Several railway lines and federal roads (Autobahnen and Bundesstraßen) cross the canal, on eleven fixed links. The bridges have a clearance of 42 m, allowing for ship heights up to 40 m. The oldest bridge still in use is the Levensau High Bridge, completed in 1894; however, it will be replaced in the course of a canal expansion already underway. In sequence and in the direction of the official kilometre count from west (Brunsbüttel) to east (Holtenau) these crossings are:
- Brunsbüttel High Bridge, four lane crossing of Bundesstraße 5
- Hochdonn High Bridge of the Marsh Railway
- Hohenhörn High Bridge for Autobahn 23
- Grünental High Bridge for railway line Neumünster-Heide and Bundesstraße 204
- Rendsburg High Bridge for the Neumünster–Flensburg railway, from which a transporter bridge, used by local traffic, is suspended
- Kanaltunnel Rendsburg, road tunnel for Bundesstraße 77 (four lanes)

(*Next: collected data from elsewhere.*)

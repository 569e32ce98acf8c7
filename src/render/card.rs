//! Full card composition: background, device, header bar, badge, frame.

use crate::rarity::Rarity;
use crate::rng::Mulberry32;

use super::background::background_svg;
use super::color::rgba;
use super::device::device_svg;

/// Fixed offset decorrelating the device layer from the background.
pub const DEVICE_SEED_OFFSET: u32 = 777;

const FONT_STACK: &str = "Arial, Helvetica, sans-serif";

/// Compose the complete card scene for one id as a standalone SVG
/// document, ready for rasterization.
pub fn card_svg(rarity: Rarity, id: u32, hashrate_label: &str, seed: u32, size: u32) -> String {
    let background = background_svg(rarity, seed, size);
    let device = device_svg(rarity, seed.wrapping_add(DEVICE_SEED_OFFSET), size);

    let mut rng = Mulberry32::new(seed);
    let s = size as f64;
    let header_h = (s * 0.135).floor();

    let badge_text = rarity.label().to_uppercase();
    let badge_fill = if rarity == Rarity::Legendary {
        "rgba(0,0,0,0.35)"
    } else {
        "rgba(0,0,0,0.40)"
    };
    let badge_stroke = rgba(
        rarity.bg_colors().0,
        if rarity == Rarity::Legendary { 0.75 } else { 0.55 },
    );

    let serial = format!("{:03}-{:04}", id, (rng.next_f64() * 9999.0).floor() as u32);

    // Device sits slightly lower so the header stays readable.
    let device_ty = (s * 0.02).floor();

    format!(
        r##"<svg width="{size}" height="{size}" xmlns="http://www.w3.org/2000/svg">
  {background}
  <rect x="0" y="0" width="{size}" height="{header_h:.0}" fill="rgba(0,0,0,0.42)"/>
  <rect x="0" y="{header_line:.0}" width="{size}" height="1" fill="rgba(255,255,255,0.10)"/>
  <text x="{title_x:.0}" y="{title_y:.0}" font-family="{font}" font-size="{title_fs:.0}" font-weight="900" fill="rgba(255,255,255,0.92)" letter-spacing="0.6">{label} &#8226; {hashrate}</text>
  <text x="{title_x:.0}" y="{sub_y:.0}" font-family="{font}" font-size="{sub_fs:.0}" font-weight="700" fill="rgba(255,255,255,0.55)">#{id:03} &#8226; {serial}</text>
  <g transform="translate({badge_x:.0}, {badge_y:.0})">
    <rect x="0" y="0" rx="16" ry="16" width="{badge_w:.0}" height="{badge_h:.0}" fill="{badge_fill}" stroke="{badge_stroke}" stroke-width="3"/>
    <text x="{badge_tx:.0}" y="{badge_ty:.0}" text-anchor="middle" font-family="{font}" font-size="{badge_fs:.0}" font-weight="900" fill="rgba(255,255,255,0.88)">{badge_text}</text>
  </g>
  <g transform="translate(0, {device_ty:.0}) scale(0.96)">
    {device}
  </g>
  <rect x="18" y="18" width="{frame_w}" height="{frame_w}" rx="34" ry="34" fill="none" stroke="rgba(255,255,255,0.10)" stroke-width="2"/>
</svg>"##,
        size = size,
        background = background,
        header_h = header_h,
        header_line = header_h - 1.0,
        title_x = (s * 0.05).floor(),
        title_y = (s * 0.075).floor(),
        title_fs = (s * 0.040).floor(),
        font = FONT_STACK,
        label = rarity.label().to_uppercase(),
        hashrate = hashrate_label,
        sub_y = (s * 0.114).floor(),
        sub_fs = (s * 0.028).floor(),
        id = id,
        serial = serial,
        badge_x = (s * 0.72).floor(),
        badge_y = (s * 0.028).floor(),
        badge_w = (s * 0.24).floor(),
        badge_h = (s * 0.085).floor(),
        badge_fill = badge_fill,
        badge_stroke = badge_stroke,
        badge_tx = (s * 0.12).floor(),
        badge_ty = (s * 0.060).floor(),
        badge_fs = (s * 0.036).floor(),
        badge_text = badge_text,
        device_ty = device_ty,
        device = device,
        frame_w = size.saturating_sub(36),
    )
}

#[cfg(test)]
mod tests {
    use super::*;

    #[test]
    fn same_inputs_same_document() {
        let a = card_svg(Rarity::Epic, 250, "8.25 GH/s", 335_292, 256);
        let b = card_svg(Rarity::Epic, 250, "8.25 GH/s", 335_292, 256);
        assert_eq!(a, b);
    }

    #[test]
    fn header_carries_label_and_badge() {
        let svg = card_svg(Rarity::Rare, 42, "1.25 GH/s", 56_196, 256);
        assert!(svg.contains("RARE &#8226; 1.25 GH/s"));
        assert!(svg.contains("#042 &#8226; 042-"));
        assert!(svg.contains(">RARE</text>"));
    }

    #[test]
    fn document_is_well_formed_enough() {
        let svg = card_svg(Rarity::Common, 7, "45.3 MH/s", 9_401, 128);
        assert!(svg.starts_with("<svg"));
        assert!(svg.ends_with("</svg>"));
        assert_eq!(svg.matches("<svg").count(), 1, "layers must inline, not nest documents");
    }

    #[test]
    fn serial_is_seed_stable() {
        let a = card_svg(Rarity::Common, 7, "45.3 MH/s", 9_401, 128);
        let b = card_svg(Rarity::Common, 7, "45.3 MH/s", 9_401, 128);
        let serial = |svg: &str| {
            let at = svg.find("&#8226; 007-").map(|i| svg[i..i + 17].to_string());
            at.expect("serial line present")
        };
        assert_eq!(serial(&a), serial(&b));
    }
}
/// Render the device scene for one card as an SVG group.
///
/// Seeded separately from the background (the caller passes the root
/// seed offset by a fixed constant) so chassis choices don't correlate
/// with the field behind them. Defs ids carry a `dev-` prefix.
pub fn device_svg(rarity: Rarity, seed: u32, size: u32) -> String {
    let mut rng = Mulberry32::new(seed);
    let s = size as f64;
    let legendary = rarity == Rarity::Legendary;

    let mut model = *pick(&MODELS, &mut rng);
    // Legendary skews toward the aggressive silhouettes.
    if legendary && chance(0.6, &mut rng) {
        model = *pick(&[Model::Chunky, Model::Aero], &mut rng);
    }

    let fan_count = match model {
        Model::DualFan | Model::Slim => 2,
        Model::TripleFan => 3,
        Model::Aero | Model::Chunky => {
            if chance(0.55, &mut rng) {
                3
            } else {
                2
            }
        }
    };

    let material = *pick(rarity.material_pool(), &mut rng);
    let base_dark = *pick(&BASE_DARKS, &mut rng);
    let base_mid = *pick(&BASE_MIDS, &mut rng);

    let accents = rarity.accent_pool();
    let accent1 = *pick(accents, &mut rng);
    let accent2 = *pick(accents, &mut rng);

    let rgb_fans = match rarity {
        Rarity::Legendary => true,
        Rarity::Epic => chance(0.85, &mut rng),
        _ => chance(0.35, &mut rng),
    };

    let has_led = legendary
        || chance(if rarity == Rarity::Common { 0.35 } else { 0.60 }, &mut rng);
    let led_on_top = *pick(&[true, false], &mut rng);

    let corner = 22.0 + (rng.next_f64() * 20.0).floor();
    let notch = chance(0.55, &mut rng);
    let vent_count = 6 + (rng.next_f64() * 9.0).floor() as usize;

    let plate = chance(if rarity == Rarity::Common { 0.25 } else { 0.55 }, &mut rng);
    let plate_text = *pick(&PLATE_TEXTS, &mut rng);

    let gold_plated = legendary && (material == Material::Gold || chance(0.7, &mut rng));
    let diamond_coat = legendary && (material == Material::Diamond || chance(0.5, &mut rng));

    // Device box inside the card frame.
    let gx = s * 0.14;
    let gy = s * 0.26;
    let gw = s * 0.72;
    let gh = s * 0.44;

    let fan_y = gy + gh * 0.56;
    let fan_r = gw * if fan_count == 3 { 0.11 } else { 0.14 };
    let fan_xs: Vec<f64> = if fan_count == 3 {
        vec![gx + gw * 0.26, gx + gw * 0.50, gx + gw * 0.74]
    } else {
        vec![gx + gw * 0.34, gx + gw * 0.66]
    };

    let mut vents = String::new();
    for i in 0..vent_count {
        let vx = gx + gw * 0.08 + i as f64 * (gw * 0.80) / vent_count as f64;
        let vy = gy + gh * 0.18;
        let vw = gw * 0.03;
        let vh = gh * 0.12 + (i % 3) as f64 * gh * 0.02;
        vents.push_str(&format!(
            r#"<rect x="{:.2}" y="{:.2}" width="{:.2}" height="{:.2}" rx="{:.2}" fill="{}"/>"#,
            vx,
            vy,
            vw,
            vh,
            vw / 2.0,
            rgba("#000000", 0.35)
        ));
    }

    let mut screws = String::new();
    for (sx, sy) in [
        (gx + gw * 0.06, gy + gh * 0.12),
        (gx + gw * 0.94, gy + gh * 0.12),
        (gx + gw * 0.06, gy + gh * 0.88),
        (gx + gw * 0.94, gy + gh * 0.88),
    ] {
        screws.push_str(&format!(
            r#"<circle cx="{:.2}" cy="{:.2}" r="{:.2}" fill="{}"/>"#,
            sx,
            sy,
            gw * 0.012,
            rgba("#FFFFFF", 0.18)
        ));
    }

    let mut fans = String::new();
    for (i, &cx) in fan_xs.iter().enumerate() {
        let ring_width = fan_r * if legendary { 0.18 } else { 0.14 };
        let ring = if rgb_fans {
            r#"stroke="url(#dev-rgb)" stroke-opacity="0.75""#.to_string()
        } else {
            format!(r#"stroke="{}""#, rgba(accent1, 0.75))
        };
        let blades = fan_blades(
            cx,
            fan_y,
            fan_r * 0.86,
            seed.wrapping_add(i as u32 * 999),
            rgb_fans,
            accent2,
        );
        fans.push_str(&format!(
            r#"<g>
      <circle cx="{cx:.2}" cy="{cy:.2}" r="{r:.2}" fill="{well}"/>
      <circle cx="{cx:.2}" cy="{cy:.2}" r="{ring_r:.2}" fill="none" {ring} stroke-width="{ring_w:.2}"/>
      <circle cx="{cx:.2}" cy="{cy:.2}" r="{hub_r:.2}" fill="{hub}"/>
      {blades}
      <circle cx="{cx:.2}" cy="{cy:.2}" r="{cap_r:.2}" fill="{cap}" stroke="{cap_ring}" stroke-width="{cap_w:.2}"/>
    </g>"#,
            cx = cx,
            cy = fan_y,
            r = fan_r,
            well = rgba("#000000", 0.40),
            ring_r = fan_r * 0.92,
            ring = ring,
            ring_w = ring_width,
            hub_r = fan_r * 0.70,
            hub = rgba("#0A0A0C", 0.85),
            blades = blades,
            cap_r = fan_r * 0.18,
            cap = rgba("#000000", 0.35),
            cap_ring = rgba("#ffffff", 0.10),
            cap_w = fan_r * 0.06,
        ));
    }

    let top_notch = if notch {
        format!(
            "L {:.2} {:.2} L {:.2} {:.2}",
            gx + gw * 0.55,
            gy,
            gx + gw * 0.60,
            gy + gh * 0.08
        )
    } else {
        String::new()
    };

    let shroud_path = format!(
        "M {x0:.2} {gy:.2} L {x1:.2} {gy:.2} {notch} L {x2:.2} {gy:.2} \
         Q {xr:.2} {gy:.2} {xr:.2} {y0:.2} L {xr:.2} {y1:.2} \
         Q {xr:.2} {yb:.2} {x2:.2} {yb:.2} L {x0:.2} {yb:.2} \
         Q {gx:.2} {yb:.2} {gx:.2} {y1:.2} L {gx:.2} {y0:.2} \
         Q {gx:.2} {gy:.2} {x0:.2} {gy:.2} Z",
        x0 = gx + corner,
        x1 = gx + gw * 0.42,
        notch = top_notch,
        x2 = gx + gw - corner,
        xr = gx + gw,
        gx = gx,
        gy = gy,
        y0 = gy + corner,
        y1 = gy + gh - corner,
        yb = gy + gh,
    );

    let led = if has_led {
        let led_h = gh * 0.06;
        let led_y = if led_on_top { gy + gh * 0.10 } else { gy + gh * 0.88 };
        format!(
            r#"<rect x="{:.2}" y="{:.2}" width="{:.2}" height="{:.2}" rx="{:.2}" fill="{}" stroke="{}" stroke-width="2"/>"#,
            gx + gw * 0.16,
            led_y,
            gw * 0.68,
            led_h,
            led_h / 2.0,
            rgba(accent1, 0.32),
            rgba(accent2, 0.28)
        )
    } else {
        String::new()
    };

    let plate_svg = if plate {
        let pw = gw * 0.22;
        let ph = gh * 0.10;
        let px = gx + gw * 0.70;
        let py = gy + gh * 0.18;
        let rot = (rng.next_f64() * 16.0).floor() as i32 - 8;
        format!(
            r#"<g transform="rotate({rot} {cx:.2} {cy:.2})">
      <rect x="{px:.2}" y="{py:.2}" width="{pw:.2}" height="{ph:.2}" rx="{prx:.2}" fill="{fill}" stroke="{stroke}" stroke-width="3"/>
      <text x="{tx:.2}" y="{ty:.2}" text-anchor="middle" font-family="Arial, Helvetica, sans-serif" font-size="{fs:.2}" font-weight="900" fill="{text_fill}">{text}</text>
    </g>"#,
            rot = rot,
            cx = px + pw / 2.0,
            cy = py + ph / 2.0,
            px = px,
            py = py,
            pw = pw,
            ph = ph,
            prx = ph * 0.35,
            fill = rgba("#000000", 0.35),
            stroke = rgba(accent1, 0.55),
            tx = px + pw / 2.0,
            ty = py + ph * 0.70,
            fs = ph * 0.60,
            text_fill = rgba(accent2, 0.95),
            text = plate_text,
        )
    } else {
        String::new()
    };

    let shine_rot = (rng.next_f64() * 26.0).floor() as i32 - 13;
    let shine_opacity = 0.65 + rng.next_f64() * 0.25;

    let model_cuts = match model {
        Model::Aero => format!(
            r#"<path d="M {:.2} {:.2} L {:.2} {:.2} L {:.2} {:.2} Z" fill="{}"/>"#,
            gx + gw * 0.18,
            gy + gh * 0.22,
            gx + gw * 0.40,
            gy + gh * 0.22,
            gx + gw * 0.33,
            gy + gh * 0.38,
            rgba("#000000", 0.25)
        ),
        Model::Slim => format!(
            r#"<rect x="{:.2}" y="{:.2}" width="{:.2}" height="{:.2}" rx="{:.2}" fill="{}"/>"#,
            gx + gw * 0.08,
            gy + gh * 0.10,
            gw * 0.84,
            gh * 0.06,
            gh * 0.03,
            rgba("#000000", 0.22)
        ),
        Model::Chunky => format!(
            r#"<rect x="{:.2}" y="{:.2}" width="{:.2}" height="{:.2}" rx="{:.2}" fill="{}"/>"#,
            gx + gw * 0.06,
            gy + gh * 0.70,
            gw * 0.88,
            gh * 0.10,
            gh * 0.05,
            rgba("#000000", 0.22)
        ),
        _ => String::new(),
    };

    let gold_overlay = if gold_plated {
        format!(
            r#"<rect x="{gx:.2}" y="{gy:.2}" width="{gw:.2}" height="{gh:.2}" rx="{corner:.0}" fill="url(#dev-gold)" opacity="0.55"/>"#
        )
    } else {
        String::new()
    };

    let diamond_overlay = if diamond_coat {
        format!(
            r#"<rect x="{gx:.2}" y="{gy:.2}" width="{gw:.2}" height="{gh:.2}" rx="{corner:.0}" fill="url(#dev-dust)" opacity="0.45"/>"#
        )
    } else {
        String::new()
    };

    let frame = if legendary {
        format!(
            r#"<rect x="{:.2}" y="{:.2}" width="{:.2}" height="{:.2}" rx="{:.0}" fill="none" stroke="url(#dev-frame)" stroke-width="6" opacity="0.95"/>"#,
            gx - 10.0,
            gy - 10.0,
            gw + 20.0,
            gh + 20.0,
            corner + 12.0
        )
    } else {
        String::new()
    };

    let rgb_gradient = if rgb_fans {
        r##"<linearGradient id="dev-rgb" x1="0" y1="0" x2="1" y2="1">
        <stop offset="0%" stop-color="#FF2D55"/>
        <stop offset="35%" stop-color="#7CFF6B"/>
        <stop offset="70%" stop-color="#3AB2FF"/>
        <stop offset="100%" stop-color="#FFD36A"/>
      </linearGradient>"##
            .to_string()
    } else {
        String::new()
    };

    let carbon_grain = if material == Material::Carbon {
        format!(
            r#"<rect x="{gx:.2}" y="{gy:.2}" width="{gw:.2}" height="{gh:.2}" rx="{corner:.0}" filter="url(#dev-grain)"/>"#
        )
    } else {
        String::new()
    };

    format!(
        r##"<g>
    <defs>
      {rgb_gradient}
      <linearGradient id="dev-shroud" x1="0" y1="0" x2="1" y2="1">
        <stop offset="0%" stop-color="{base_mid}" stop-opacity="1"/>
        <stop offset="70%" stop-color="{base_dark}" stop-opacity="1"/>
        <stop offset="100%" stop-color="#000000" stop-opacity="1"/>
      </linearGradient>
      <linearGradient id="dev-trim" x1="0" y1="0" x2="1" y2="0">
        <stop offset="0%" stop-color="{trim_a}"/>
        <stop offset="100%" stop-color="{trim_b}"/>
      </linearGradient>
      <filter id="dev-shadow">
        <feGaussianBlur stdDeviation="14" result="b"/>
        <feColorMatrix type="matrix" values="0 0 0 0 0  0 0 0 0 0  0 0 0 0 0  0 0 0 0.45 0"/>
      </filter>
      <filter id="dev-spec">
        <feGaussianBlur stdDeviation="{spec_blur}"/>
      </filter>
      <filter id="dev-grain">
        <feTurbulence type="fractalNoise" baseFrequency="0.95" numOctaves="2" stitchTiles="stitch"/>
        <feColorMatrix type="saturate" values="0"/>
        <feComponentTransfer>
          <feFuncA type="table" tableValues="0 {grain:.2}"/>
        </feComponentTransfer>
      </filter>
      <linearGradient id="dev-shine" x1="0" y1="0" x2="1" y2="1">
        <stop offset="0%" stop-color="rgba(255,255,255,0)"/>
        <stop offset="45%" stop-color="rgba(255,255,255,{shine:.2})"/>
        <stop offset="55%" stop-color="rgba(255,255,255,{shine_soft:.2})"/>
        <stop offset="100%" stop-color="rgba(255,255,255,0)"/>
      </linearGradient>
      <linearGradient id="dev-gold" x1="0" y1="0" x2="1" y2="1">
        <stop offset="0%" stop-color="rgba(255,211,106,0.75)"/>
        <stop offset="35%" stop-color="rgba(214,161,0,0.45)"/>
        <stop offset="100%" stop-color="rgba(255,242,196,0.25)"/>
      </linearGradient>
      <pattern id="dev-dust" width="90" height="90" patternUnits="userSpaceOnUse">
        <path d="M0,45 L45,0 L90,45 L45,90 Z" fill="rgba(255,255,255,0.06)" stroke="rgba(180,240,255,0.18)" stroke-width="2"/>
        <path d="M45,0 L90,45" stroke="rgba(255,255,255,0.10)" stroke-width="2"/>
        <path d="M45,90 L90,45" stroke="rgba(255,255,255,0.10)" stroke-width="2"/>
      </pattern>
      <linearGradient id="dev-frame" x1="0" y1="0" x2="1" y2="1">
        <stop offset="0%" stop-color="rgba(255,211,106,0.95)"/>
        <stop offset="45%" stop-color="rgba(154,217,255,0.70)"/>
        <stop offset="100%" stop-color="rgba(255,242,196,0.90)"/>
      </linearGradient>
    </defs>
    <path d="{shroud_path}" fill="black" opacity="0.55" filter="url(#dev-shadow)"/>
    <path d="{shroud_path}" fill="url(#dev-shroud)"/>
    {carbon_grain}
    <path d="{shroud_path}" fill="none" stroke="url(#dev-trim)" stroke-width="6" opacity="{trim_opacity}"/>
    {vents}
    {model_cuts}
    {fans}
    {led}
    {plate_svg}
    {screws}
    <g transform="rotate({shine_rot} {half:.0} {half:.0})">
      <rect x="{shine_x:.0}" y="{shine_y:.0}" width="{shine_w:.0}" height="{shine_h:.0}" fill="url(#dev-shine)" opacity="{shine_opacity:.2}" filter="url(#dev-spec)"/>
    </g>
    {gold_overlay}
    {diamond_overlay}
    {frame}
  </g>"##,
        rgb_gradient = rgb_gradient,
        base_mid = base_mid,
        base_dark = base_dark,
        trim_a = rgba(accent1, 0.95),
        trim_b = rgba(accent2, 0.75),
        spec_blur = if material == Material::Chrome { 10 } else { 8 },
        grain = material.grain(),
        shine = material.shine(),
        shine_soft = material.shine() * 0.45,
        shroud_path = shroud_path,
        carbon_grain = carbon_grain,
        trim_opacity = if rarity == Rarity::Common { 0.55 } else { 0.80 },
        vents = vents,
        model_cuts = model_cuts,
        fans = fans,
        led = led,
        plate_svg = plate_svg,
        screws = screws,
        shine_rot = shine_rot,
        half = s / 2.0,
        shine_x = -(s * 0.2).floor(),
        shine_y = (s * 0.22).floor(),
        shine_w = (s * 1.5).floor(),
        shine_h = (s * 0.16).floor(),
        shine_opacity = shine_opacity,
        gold_overlay = gold_overlay,
        diamond_overlay = diamond_overlay,
        frame = frame,
    )
}
//! Layered image synthesis: background field, device render, header
//! overlay, composed into one scene and rasterized to WebP.

pub mod background;
pub mod card;
pub mod color;
pub mod device;
pub mod raster;

// Re-export the composition surface
pub use card::{card_svg, DEVICE_SEED_OFFSET};
pub use raster::Rasterizer;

- Rendsburg pedestrian tunnel
- Rade High Bridge for Autobahn A7
- Levensau High Bridge, completed in 1894 for the Kiel–Flensburg railway and a local road
- New Levensau High Bridge for Bundesstraße 76 (four lanes)
- Holtenau High Bridges, two parallel bridges with three car lanes each as well as pavements for pedestrians and cyclists

Local traffic is also served by 14 ferry lines. Most noteworthy is the “hanging ferry” (Schwebefähre, literally: "hovering ferry") that is hanging underneath the Rendsburg High Bridge. This hanging ferry was replaced after a collision with a ship in 2016, and returned to service in 2022. All ferries are run by the Canal Authority and their use is free of charge.